Health Futures: Real or Virtual?
Professor Jeremy Wyatt, Director of the Institute for Digital Health Care at WMG, recently spoke at Virtual Futures 2.0’11. Professor Wyatt’s talk centered on recent advancements in health technology and how this may impact on our medical experiences. But what are the challenges of digital healthcare? Will we soon be seeing a world where our cyber-doctor takes our blood pressure? Are there drawbacks to having a system that relies fully on recently developed technology?
Imagine the scenario – you wake up with a headache. You check your ambient orb (a glass lamp that monitors data), which is glowing green. You turn to your video wall and ask your cyber-doctor: ‘How has my blood pressure been recently?’ Your cyber-doctor replies that your blood pressure has been stable, but the supply in your implanted drug reservoir is getting low. You ask to be reminded when it needs refilling. To be on the safe side, you also ask your cyber-doctor to check the medical symptoms of people locally, to see if there’s a virus going around.
This might seem a futuristic vision, says Professor Jeremy Wyatt – Director of the Institute for Digital Health Care at WMG – but in fact all of this technology is available now. It just hasn’t been put together yet.
But what are the challenges of digital healthcare? Is it feasible to implement technologies such as these in a self-guided healthcare system, and how could they improve on traditional techniques?
“Your cyber-doctor replies that your blood pressure has been stable, but the supply in your implanted drug reservoir is getting low.”
Professor Wyatt begins by outlining some of the challenges facing the medical profession today. Set up in 1948, the focus of the NHS has always been on people who are seriously ill, rather than those who are suffering from long-term conditions. It is a large burden on the taxpayer; it can be hard for people to navigate the system; the efficacy of healthcare across the UK – in terms of reaching people in remote areas – is patchy; the NHS itself is a significant cause of morbidity though hospital infections.
We also need to consider the ‘demographic time-bomb’ (i.e., increasing numbers of people are living well beyond the age of 65, whereas the numbers of people going into the healthcare profession are decreasing). Add to this the pressure of new infectious diseases, the mental health consequences of social isolation and environmental concerns such as global warming and there’s a compelling case for harnessing new technologies in public health.

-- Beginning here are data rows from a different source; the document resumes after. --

//! Accept pattern parsing and matching.
//!
//! The pattern uses the same syntax as the HTML `accept` attribute: a
//! comma-separated list where each item is a dot-prefixed extension
//! (`.pdf`), a MIME wildcard (`image/*`) or an exact MIME type
//! (`application/pdf`). Matching is case-insensitive.

use crate::attachment::FileHandle;

/// One item of an accept pattern.
#[derive(Debug, Clone, PartialEq, Eq)]
enum AcceptToken {
    /// `.ext`, stored lowercase with the leading dot.
    Extension(String),
    /// `type/*`, stored as the lowercase base type.
    Wildcard(String),
    /// `type/subtype`, stored lowercase.
    Exact(String),
}

impl AcceptToken {
    fn parse(raw: &str) -> Option<Self> {
        let token = raw.trim().to_lowercase();
        if token.is_empty() {
            return None;
        }

        if token.starts_with('.') {
            Some(Self::Extension(token))
        } else if let Some(base) = token.strip_suffix("/*") {
            Some(Self::Wildcard(base_type(base).to_string()))
        } else {
            Some(Self::Exact(token))
        }
    }

    fn matches(&self, name: &str, mime_type: &str) -> bool {
        match self {
            Self::Extension(ext) => name.ends_with(ext.as_str()),
            Self::Wildcard(base) => base_type(mime_type) == base,
            Self::Exact(exact) => mime_type == exact,
        }
    }
}

/// Text before the first `/`, or the whole string when there is none.
fn base_type(mime_type: &str) -> &str {
    mime_type.split_once('/').map_or(mime_type, |(base, _)| base)
}

/// Parsed accept pattern.
#[derive(Debug, Clone, PartialEq, Eq)]
pub struct AcceptPattern {
    raw: String,
    tokens: Vec<AcceptToken>,
}

impl AcceptPattern {
    /// Parse a comma-separated accept pattern.
    ///
    /// Empty items are ignored; a pattern without items accepts every file.
    #[must_use]
    pub fn parse(raw: impl Into<String>) -> Self {
        let raw = raw.into();
        let tokens = raw.split(',').filter_map(AcceptToken::parse).collect();
        Self { raw, tokens }
    }

    /// The pattern as supplied, suitable for an input's `accept` attribute.
    #[must_use]
    pub fn as_str(&self) -> &str {
        &self.raw
    }

    /// Whether the pattern places no restriction on files.
    #[must_use]
    pub fn is_unrestricted(&self) -> bool {
        self.tokens.is_empty()
    }

    /// Check a file against the pattern.
    ///
    /// A file without a declared MIME type only matches extension items.
    #[must_use]
    pub fn matches(&self, file: &FileHandle) -> bool {
        if self.is_unrestricted() {
            return true;
        }

        let name = file.name.to_lowercase();
        let mime_type = file.mime_type.as_deref().unwrap_or_default().to_lowercase();

        self.tokens
            .iter()
            .any(|token| token.matches(&name, &mime_type))
    }
}

impl std::fmt::Display for AcceptPattern {
    fn fmt(&self, f: &mut std::fmt::Formatter<'_>) -> std::fmt::Result {
        f.write_str(&self.raw)
    }
}

impl From<&str> for AcceptPattern {
    fn from(raw: &str) -> Self {
        Self::parse(raw)
    }
}

impl From<String> for AcceptPattern {
    fn from(raw: String) -> Self {
        Self::parse(raw)
    }
}
//! Attachment state management.
//!
//! This module provides the attachment controller:
//! - Accepted, rejected and removed file sets
//! - Single and multiple selection policies
//! - Index and identity based deletion
//! - Attach listeners

mod controller;
mod error;
mod types;

#[cfg(test)]
mod controller_props;

pub use controller::{AttachListener, AttachmentController, ControllerOptions};
pub use error::ControllerError;
pub use types::{AcceptedEntry, AttachOutcome, FileHandle, RejectedEntry, RemovedUri};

Technology can empower people, believes Professor Wyatt, and we need to shift towards a new model in which the patient is treated as a partner in their medical care: perhaps even the person who drives it. There are a variety of devices that can be used in this process. There are implants; the ambient orb (which came out of the Media Lab of MIT); tools to help people remember to take their pills; virtual reality applications and crowd-sourcing applications where you record your data and medicines and compare yourself to other people suffering from the same illness.
As a visiting professor in Medical Informatics in Amsterdam, the Professor worked with a PhD student to put together a website dedicated to skin problems: ‘photographs and other information [were] sent off to a remote dermatologist and in the trial we discovered that nearly a third of referrals to the hospital could be prevented,’ he says. This makes healthcare more responsive: you don’t need to take a day’s holiday or show up at the surgery, and you can deliver help anywhere: even on a mobile phone. There is perhaps the potential to save the NHS billions of pounds.

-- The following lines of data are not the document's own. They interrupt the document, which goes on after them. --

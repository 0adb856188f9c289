//! Bindings handed to a rendering layer.
//!
//! A renderer spreads [`InputProps`] onto its file-chooser control and
//! [`RootProps`] onto its drop region, then routes the events those bindings
//! name back through [`AttachmentController::dispatch`].

use serde::Serialize;

use crate::attachment::{AttachOutcome, AttachmentController};
use crate::event::AttachEvent;
use crate::preview::PreviewRegistry;

/// Form field name of the file-chooser control.
pub const INPUT_NAME: &str = "uploader";

/// Which controller operation a bound event handler invokes.
#[derive(Debug, Clone, Copy, PartialEq, Eq, Serialize)]
#[serde(rename_all = "snake_case")]
pub enum Handler {
    /// Attach the files carried by the event.
    Attach,
}

/// Attributes and handlers for the file-chooser control.
#[derive(Debug, Clone, PartialEq, Eq, Serialize)]
pub struct InputProps {
    /// Form field name.
    pub name: &'static str,
    /// Handler for the input's change event.
    pub on_change: Handler,
    /// Whether the control allows selecting several files.
    pub multiple: bool,
    /// Value of the control's `accept` attribute, if restricted.
    #[serde(skip_serializing_if = "Option::is_none")]
    pub accept: Option<String>,
}

/// Handlers for the drop region.
#[derive(Debug, Clone, PartialEq, Eq, Serialize)]
pub struct RootProps {
    /// Handler for the region's drop event.
    pub on_drop: Handler,
}

impl<R: PreviewRegistry> AttachmentController<R> {
    /// Bindings for the file-chooser control.
    #[must_use]
    pub fn input_props(&self) -> InputProps {
        InputProps {
            name: INPUT_NAME,
            on_change: Handler::Attach,
            multiple: self.policy().multiple,
            accept: self
                .policy()
                .accept
                .as_ref()
                .map(|accept| accept.as_str().to_string()),
        }
    }

    /// Bindings for the drop region.
    #[must_use]
    pub fn root_props(&self) -> RootProps {
        RootProps {
            on_drop: Handler::Attach,
        }
    }

    /// Run the operation a bound handler names.
    pub fn dispatch(&mut self, handler: Handler, event: &mut AttachEvent) -> AttachOutcome {
        match handler {
            Handler::Attach => self.handle_attach(event),
        }
    }
}

#[cfg(test)]
mod tests {
    use super::*;
    use crate::attachment::{ControllerOptions, FileHandle};
    use crate::validation::Policy;

    #[test]
    fn test_input_props_by_default() {
        let controller = AttachmentController::new(ControllerOptions::default());
        let props = controller.input_props();

        assert_eq!(props.name, "uploader");
        assert_eq!(props.on_change, Handler::Attach);
        assert!(!props.multiple);
        assert!(props.accept.is_none());
    }

    #[test]
    fn test_input_props_reflect_policy() {
        let policy = Policy::new().with_multiple(true).with_accept("image/*");
        let controller = AttachmentController::new(ControllerOptions::new(policy));
        let props = controller.input_props();

        assert!(props.multiple);
        assert_eq!(props.accept.as_deref(), Some("image/*"));
    }

    #[test]
    fn test_dispatch_through_root_props() {
        let mut controller = AttachmentController::new(ControllerOptions::default());
        let handler = controller.root_props().on_drop;

        let mut event = AttachEvent::drop(vec![FileHandle::new("a.txt", 1)]);
        let outcome = controller.dispatch(handler, &mut event);

        assert_eq!(outcome.accepted.len(), 1);
        assert_eq!(controller.accepted_files().len(), 1);
        assert!(event.default_prevented());
    }

    #[test]
    fn test_input_props_serialize_without_accept() {
        let controller = AttachmentController::new(ControllerOptions::default());
        let json = serde_json::to_value(controller.input_props()).unwrap();
        assert_eq!(json["name"], "uploader");
        assert_eq!(json["on_change"], "attach");
        assert!(json.get("accept").is_none());
    }
}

But what about clinical examinations, ask Professor Wyatt, where the doctor puts their hand on your stomach and feels the liver? The technologist would say that you could have a kiosk in which examinations are directed by a remote doctor – perhaps this could even extend to surgery. ‘Potentially there could be kiosks in the back of the supermarket where you go, lock the door, and this machine carries out some of those procedures,’ says the Professor.
“Do you remember the great revulsion around genetically modified foods?”

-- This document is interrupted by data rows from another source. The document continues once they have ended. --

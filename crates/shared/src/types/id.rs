//! Typed IDs for attachment bookkeeping.
//!
//! Entries keep a stable identity from insertion until deletion, so callers
//! holding an `EntryId` never hit a stale position after the list shifts.

use serde::{Deserialize, Serialize};
use uuid::Uuid;

/// Macro to generate typed ID wrappers.
macro_rules! typed_id {
    ($name:ident, $doc:expr) => {
        #[doc = $doc]
        #[derive(Debug, Clone, Copy, PartialEq, Eq, Hash, Serialize, Deserialize)]
        #[serde(transparent)]
        pub struct $name(pub Uuid);

        impl $name {
            /// Creates a new random ID using UUID v7 (time-ordered).
            #[must_use]
            pub fn new() -> Self {
                Self(Uuid::now_v7())
            }

            /// Creates an ID from an existing UUID.
            #[must_use]
            pub const fn from_uuid(uuid: Uuid) -> Self {
                Self(uuid)
            }

            /// Returns the inner UUID.
            #[must_use]
            pub const fn into_inner(self) -> Uuid {
                self.0
            }
        }

        impl Default for $name {
            fn default() -> Self {
                Self::new()
            }
        }

        impl std::fmt::Display for $name {
            fn fmt(&self, f: &mut std::fmt::Formatter<'_>) -> std::fmt::Result {
                write!(f, "{}", self.0)
            }
        }

        impl std::str::FromStr for $name {
            type Err = uuid::Error;

            fn from_str(s: &str) -> Result<Self, Self::Err> {
                Ok(Self(Uuid::parse_str(s)?))
            }
        }
    };
}

typed_id!(
    EntryId,
    "Unique identifier for an accepted or rejected attachment entry."
);
typed_id!(PreviewId, "Unique identifier for a minted preview reference.");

Yet there are some drawbacks to digital healthcare that need careful consideration. The Professor describes a study with NHS Direct, where patients were given the option of using an instant messaging system when talking to healthcare professionals; the patients loved it, but the nurses said it took far too long to build rapport with the patient. There are other considerations such as cost and professional mistrust in data collection; the public’s safety must be taken into account, along with personal privacy. There needs to be equity of access, and there are issues of acceptability and trust amongst people who are vulnerable.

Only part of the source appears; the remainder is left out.